• _REQUIRED ACTION_
Give back exactly the lines of the material below that start at the line containing "the caller's text." and end at the line containing "literal at all.", and no others.
□ □ □ □ □
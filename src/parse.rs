//! Turning source text into a resolved instruction stream.
//!
//! Two syntax modes exist. Plain mode is the eight classic operators
//! with everything else ignored. Extended mode additionally strips `//`
//! comments, accepts `^` as an explicit clear, numeric run-length
//! prefixes on `+ - > <` (a parenthesized count is negated) and the
//! chainable multiply operator `offset:factor*`, which must be
//! terminated by `^`.
//!
//! `parse` runs the tokenizer, the peephole passes and finally the loop
//! associator. Association must come last: it records absolute
//! instruction indices, so no pass may move instructions afterwards.

use crate::diagnostics::Position;
use crate::instr::Instruction;
use crate::peephole::{optimize, OptFlags};
use std::fmt;

/// The two accepted source dialects.
#[derive(Debug, Clone, Copy, PartialEq, Eq)]
pub enum Syntax {
    Plain,
    Extended,
}

/// Compilation failure: either a malformed extended-syntax token or an
/// unbalanced loop. No partial program is ever produced.
#[derive(Debug, Clone, PartialEq, Eq)]
pub enum ParseError {
    Syntax { message: String, position: Position },
    UnmatchedOpen,
    UnmatchedClose,
}

impl fmt::Display for ParseError {
    fn fmt(&self, f: &mut fmt::Formatter) -> fmt::Result {
        match self {
            ParseError::Syntax { message, position } => {
                write!(f, "{} (at {:?})", message, position)
            }
            ParseError::UnmatchedOpen => write!(f, "this [ has no matching ]"),
            ParseError::UnmatchedClose => write!(f, "this ] has no matching ["),
        }
    }
}

impl std::error::Error for ParseError {}

fn syntax_error(message: &str, start: usize, end: usize) -> ParseError {
    ParseError::Syntax {
        message: message.to_owned(),
        position: Position { start, end },
    }
}

// Placeholder pair index before association. `Program::new` rewrites
// every pair, so the value is never observable through a `Program`.
const UNPAIRED: usize = usize::MAX;

/// An ordered instruction sequence with every `Open`/`Close` pair
/// mutually resolved. Constructing one runs the loop associator, so a
/// `Program` in hand is structurally valid.
#[derive(Debug, Clone, PartialEq, Eq)]
pub struct Program {
    instrs: Vec<Instruction>,
}

impl Program {
    /// Validate bracket structure and resolve all jump targets.
    /// Incoming `pair` values are ignored and rewritten.
    pub fn new(mut instrs: Vec<Instruction>) -> Result<Program, ParseError> {
        associate_loops(&mut instrs)?;
        Ok(Program { instrs })
    }

    pub fn instructions(&self) -> &[Instruction] {
        &self.instrs
    }

    pub fn len(&self) -> usize {
        self.instrs.len()
    }

    pub fn is_empty(&self) -> bool {
        self.instrs.is_empty()
    }
}

/// Compile `source` with all optimizations enabled.
pub fn parse(source: &str, syntax: Syntax) -> Result<Program, ParseError> {
    parse_with_flags(source, syntax, OptFlags::all())
}

/// Compile `source`, running only the peephole passes named in `flags`.
pub fn parse_with_flags(
    source: &str,
    syntax: Syntax,
    flags: OptFlags,
) -> Result<Program, ParseError> {
    let tokens = tokenize(source, syntax)?;
    Program::new(optimize(tokens, flags))
}

/// Produce the primitive instruction sequence for `source` without
/// optimizing or resolving loops.
pub fn tokenize(source: &str, syntax: Syntax) -> Result<Vec<Instruction>, ParseError> {
    match syntax {
        Syntax::Plain => Ok(plain_tokens(source).collect()),
        Syntax::Extended => {
            let stripped = strip_comments(source);
            ExtScanner::new(&stripped).collect()
        }
    }
}

fn plain_tokens(source: &str) -> impl Iterator<Item = Instruction> + '_ {
    source.chars().filter_map(|c| match c {
        '+' => Some(Instruction::Add(1)),
        '-' => Some(Instruction::Add(-1)),
        '>' => Some(Instruction::Move(1)),
        '<' => Some(Instruction::Move(-1)),
        '.' => Some(Instruction::Out),
        ',' => Some(Instruction::In),
        '[' => Some(Instruction::Open { pair: UNPAIRED }),
        ']' => Some(Instruction::Close { pair: UNPAIRED }),
        _ => None,
    })
}

// Blank out `//`-to-end-of-line comments instead of deleting them, so
// error positions still index the caller's text.
fn strip_comments(source: &str) -> Vec<u8> {
    let mut out = source.as_bytes().to_vec();
    let mut i = 0;
    while i < out.len() {
        if out[i] == b'/' && out.get(i + 1) == Some(&b'/') {
            while i < out.len() && out[i] != b'\n' {
                out[i] = b' ';
                i += 1;
            }
        } else {
            i += 1;
        }
    }
    out
}

/// Lazy scanner for the extended syntax. Restartable only by building a
/// new one.
struct ExtScanner<'a> {
    src: &'a [u8],
    pos: usize,
    pending_mul: bool,
    finished: bool,
}

impl<'a> ExtScanner<'a> {
    fn new(src: &'a [u8]) -> ExtScanner<'a> {
        ExtScanner {
            src,
            pos: 0,
            pending_mul: false,
            finished: false,
        }
    }

    // A multiply must be part of a chain ending in a clear; anything
    // else after a pending multiply is an error.
    fn emit(&mut self, token: Instruction, at: usize) -> Result<Instruction, ParseError> {
        match token {
            Instruction::Mul { .. } => self.pending_mul = true,
            Instruction::Clear => self.pending_mul = false,
            _ if self.pending_mul => {
                return Err(syntax_error(
                    "multiply operator must be followed by a multiply or clear",
                    at,
                    at,
                ));
            }
            _ => {}
        }
        Ok(token)
    }

    // Parses `(?digits)?`, returning the signed value, or `None` when
    // the cursor is not on a numeric literal at all.
    fn scan_number(&mut self) -> Result<Option<i32>, ParseError> {
        let start = self.pos;
        let open = self.src.get(self.pos) == Some(&b'(');
        if open {
            self.pos += 1;
        }
        let digits_start = self.pos;
        while matches!(self.src.get(self.pos), Some(b'0'..=b'9')) {
            self.pos += 1;
        }
        if self.pos == digits_start {
            self.pos = start;
            return Ok(None);
        }
        // The slice is ASCII digits by construction.
        let digits = std::str::from_utf8(&self.src[digits_start..self.pos]).unwrap();
        let magnitude: i32 = digits.parse().map_err(|_| {
            syntax_error("numeric literal out of range", start, self.pos - 1)
        })?;
        let close = self.src.get(self.pos) == Some(&b')');
        if close {
            self.pos += 1;
        }
        if open != close {
            return Err(syntax_error(
                "unmatched parenthesis in numeric literal",
                start,
                self.pos - 1,
            ));
        }
        Ok(Some(if open { -magnitude } else { magnitude }))
    }

    // Cursor sits on a digit or '('. Either a run-length prefix, a
    // multiply operator, or a stray number (skipped, like any other
    // unrecognized text).
    fn scan_numeric(&mut self, at: usize) -> Result<Option<Instruction>, ParseError> {
        let count = match self.scan_number()? {
            Some(count) => count,
            None => {
                // A bare '(' with no digits is not a literal.
                self.pos = at + 1;
                return Ok(None);
            }
        };
        match self.src.get(self.pos) {
            Some(b':') => {
                self.pos += 1;
                let factor_at = self.pos;
                let factor = self.scan_number()?.ok_or_else(|| {
                    syntax_error("expected a factor after ':'", factor_at, factor_at)
                })?;
                if self.src.get(self.pos) != Some(&b'*') {
                    return Err(syntax_error(
                        "expected '*' after multiply operands",
                        at,
                        self.pos.saturating_sub(1),
                    ));
                }
                self.pos += 1;
                if count == 0 {
                    return Err(syntax_error(
                        "multiply operator offset must not be zero",
                        at,
                        self.pos - 1,
                    ));
                }
                Ok(Some(Instruction::Mul {
                    offset: count as isize,
                    factor,
                }))
            }
            Some(b'+') => {
                self.pos += 1;
                Ok(Some(Instruction::Add(count)))
            }
            Some(b'-') => {
                self.pos += 1;
                Ok(Some(Instruction::Add(-count)))
            }
            Some(b'>') => {
                self.pos += 1;
                Ok(Some(Instruction::Move(count as isize)))
            }
            Some(b'<') => {
                self.pos += 1;
                Ok(Some(Instruction::Move(-(count as isize))))
            }
            _ => Ok(None),
        }
    }
}

impl<'a> Iterator for ExtScanner<'a> {
    type Item = Result<Instruction, ParseError>;

    fn next(&mut self) -> Option<Self::Item> {
        loop {
            if self.pos >= self.src.len() {
                if self.pending_mul && !self.finished {
                    self.finished = true;
                    let at = self.src.len().saturating_sub(1);
                    return Some(Err(syntax_error(
                        "multiply operator must be followed by a multiply or clear",
                        at,
                        at,
                    )));
                }
                return None;
            }
            let at = self.pos;
            let c = self.src[self.pos];
            self.pos += 1;
            let token = match c {
                b'+' => Instruction::Add(1),
                b'-' => Instruction::Add(-1),
                b'>' => Instruction::Move(1),
                b'<' => Instruction::Move(-1),
                b'.' => Instruction::Out,
                b',' => Instruction::In,
                b'[' => Instruction::Open { pair: UNPAIRED },
                b']' => Instruction::Close { pair: UNPAIRED },
                b'^' => Instruction::Clear,
                b'*' => {
                    return Some(Err(syntax_error(
                        "* must be preceded by offset:factor",
                        at,
                        at,
                    )));
                }
                b'(' | b'0'..=b'9' => {
                    self.pos = at;
                    match self.scan_numeric(at) {
                        Ok(Some(token)) => token,
                        Ok(None) => continue,
                        Err(err) => return Some(Err(err)),
                    }
                }
                _ => continue,
            };
            return Some(self.emit(token, at));
        }
    }
}

/// Resolve matching `Open`/`Close` pairs into direct jump targets.
///
/// Must run after every structural rewrite; it records absolute
/// positions.
fn associate_loops(instrs: &mut [Instruction]) -> Result<(), ParseError> {
    let mut opens = Vec::new();
    for pc in 0..instrs.len() {
        match instrs[pc] {
            Instruction::Open { .. } => opens.push(pc),
            Instruction::Close { .. } => {
                let open_pc = opens.pop().ok_or(ParseError::UnmatchedClose)?;
                instrs[open_pc] = Instruction::Open { pair: pc };
                instrs[pc] = Instruction::Close { pair: open_pc };
            }
            _ => {}
        }
    }
    if opens.is_empty() {
        Ok(())
    } else {
        Err(ParseError::UnmatchedOpen)
    }
}

#[cfg(test)]
mod tests {
    use super::*;
    use crate::instr::Instruction::*;
    use pretty_assertions::assert_eq;

    fn ext(source: &str) -> Result<Vec<Instruction>, ParseError> {
        tokenize(source, Syntax::Extended)
    }

    #[test]
    fn plain_tokenizes_primitives() {
        assert_eq!(
            tokenize("+-><.,", Syntax::Plain).unwrap(),
            vec![Add(1), Add(-1), Move(1), Move(-1), Out, In]
        );
    }

    #[test]
    fn plain_skips_unrecognized_characters() {
        assert_eq!(tokenize("foo! bar\n", Syntax::Plain).unwrap(), vec![]);
    }

    #[test]
    fn extended_accepts_run_length_prefixes() {
        assert_eq!(
            ext("3+2-4>5<").unwrap(),
            vec![Add(3), Add(-2), Move(4), Move(-5)]
        );
    }

    #[test]
    fn extended_parenthesized_count_negates() {
        assert_eq!(ext("(3)+(2)>").unwrap(), vec![Add(-3), Move(-2)]);
    }

    #[test]
    fn extended_clear_operator() {
        assert_eq!(ext("^").unwrap(), vec![Clear]);
    }

    #[test]
    fn extended_multiply_chain() {
        assert_eq!(
            ext("(1):2*2:3*^").unwrap(),
            vec![
                Mul {
                    offset: -1,
                    factor: 2
                },
                Mul {
                    offset: 2,
                    factor: 3
                },
                Clear
            ]
        );
    }

    #[test]
    fn extended_strips_comments() {
        assert_eq!(
            ext("++ // add twice\n>").unwrap(),
            vec![Add(1), Add(1), Move(1)]
        );
    }

    #[test]
    fn extended_skips_stray_numbers() {
        assert_eq!(ext("12^").unwrap(), vec![Clear]);
    }

    #[test]
    fn extended_rejects_bare_star() {
        assert!(matches!(ext("*"), Err(ParseError::Syntax { .. })));
    }

    #[test]
    fn extended_rejects_zero_offset_multiply() {
        assert!(matches!(ext("0:2*^"), Err(ParseError::Syntax { .. })));
    }

    #[test]
    fn extended_rejects_unterminated_multiply_chain() {
        assert!(matches!(ext("1:2*"), Err(ParseError::Syntax { .. })));
        assert!(matches!(ext("1:2*+^"), Err(ParseError::Syntax { .. })));
    }

    #[test]
    fn extended_rejects_multiply_missing_star() {
        assert!(matches!(ext("1:2^"), Err(ParseError::Syntax { .. })));
        assert!(matches!(ext("1:^"), Err(ParseError::Syntax { .. })));
    }

    #[test]
    fn extended_rejects_unmatched_paren_in_literal() {
        assert!(matches!(ext("(5+"), Err(ParseError::Syntax { .. })));
        assert!(matches!(ext("5)+"), Err(ParseError::Syntax { .. })));
    }

    #[test]
    fn extended_reports_positions_in_original_text() {
        let err = ext("++ // ok\n*").unwrap_err();
        match err {
            ParseError::Syntax { position, .. } => {
                assert_eq!(position, Position { start: 9, end: 9 });
            }
            other => panic!("unexpected error: {:?}", other),
        }
    }

    #[test]
    fn association_resolves_pairs() {
        let program = parse("[[]]", Syntax::Plain).unwrap();
        assert_eq!(
            program.instructions(),
            &[
                Open { pair: 3 },
                Open { pair: 2 },
                Close { pair: 1 },
                Close { pair: 0 }
            ]
        );
    }

    #[test]
    fn unmatched_open_fails() {
        assert_eq!(parse("[[", Syntax::Plain), Err(ParseError::UnmatchedOpen));
        assert_eq!(parse("[][", Syntax::Plain), Err(ParseError::UnmatchedOpen));
    }

    #[test]
    fn unmatched_close_fails() {
        assert_eq!(parse("]", Syntax::Plain), Err(ParseError::UnmatchedClose));
        assert_eq!(parse("][", Syntax::Plain), Err(ParseError::UnmatchedClose));
    }

    #[test]
    fn program_new_rewrites_stale_pairs() {
        let program = Program::new(vec![
            Open { pair: 99 },
            Add(1),
            Close { pair: 99 },
        ])
        .unwrap();
        assert_eq!(
            program.instructions(),
            &[Open { pair: 2 }, Add(1), Close { pair: 0 }]
        );
    }
}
□ □ □ □ □
• _TASK ANSWER_
// error positions still index the caller's text.
fn strip_comments(source: &str) -> Vec<u8> {
    let mut out = source.as_bytes().to_vec();
    let mut i = 0;
    while i < out.len() {
        if out[i] == b'/' && out.get(i + 1) == Some(&b'/') {
            while i < out.len() && out[i] != b'\n' {
                out[i] = b' ';
                i += 1;
            }
        } else {
            i += 1;
        }
    }
    out
}

/// Lazy scanner for the extended syntax. Restartable only by building a
/// new one.
struct ExtScanner<'a> {
    src: &'a [u8],
    pos: usize,
    pending_mul: bool,
    finished: bool,
}

impl<'a> ExtScanner<'a> {
    fn new(src: &'a [u8]) -> ExtScanner<'a> {
        ExtScanner {
            src,
            pos: 0,
            pending_mul: false,
            finished: false,
        }
    }

    // A multiply must be part of a chain ending in a clear; anything
    // else after a pending multiply is an error.
    fn emit(&mut self, token: Instruction, at: usize) -> Result<Instruction, ParseError> {
        match token {
            Instruction::Mul { .. } => self.pending_mul = true,
            Instruction::Clear => self.pending_mul = false,
            _ if self.pending_mul => {
                return Err(syntax_error(
                    "multiply operator must be followed by a multiply or clear",
                    at,
                    at,
                ));
            }
            _ => {}
        }
        Ok(token)
    }

    // Parses `(?digits)?`, returning the signed value, or `None` when
    // the cursor is not on a numeric literal at all.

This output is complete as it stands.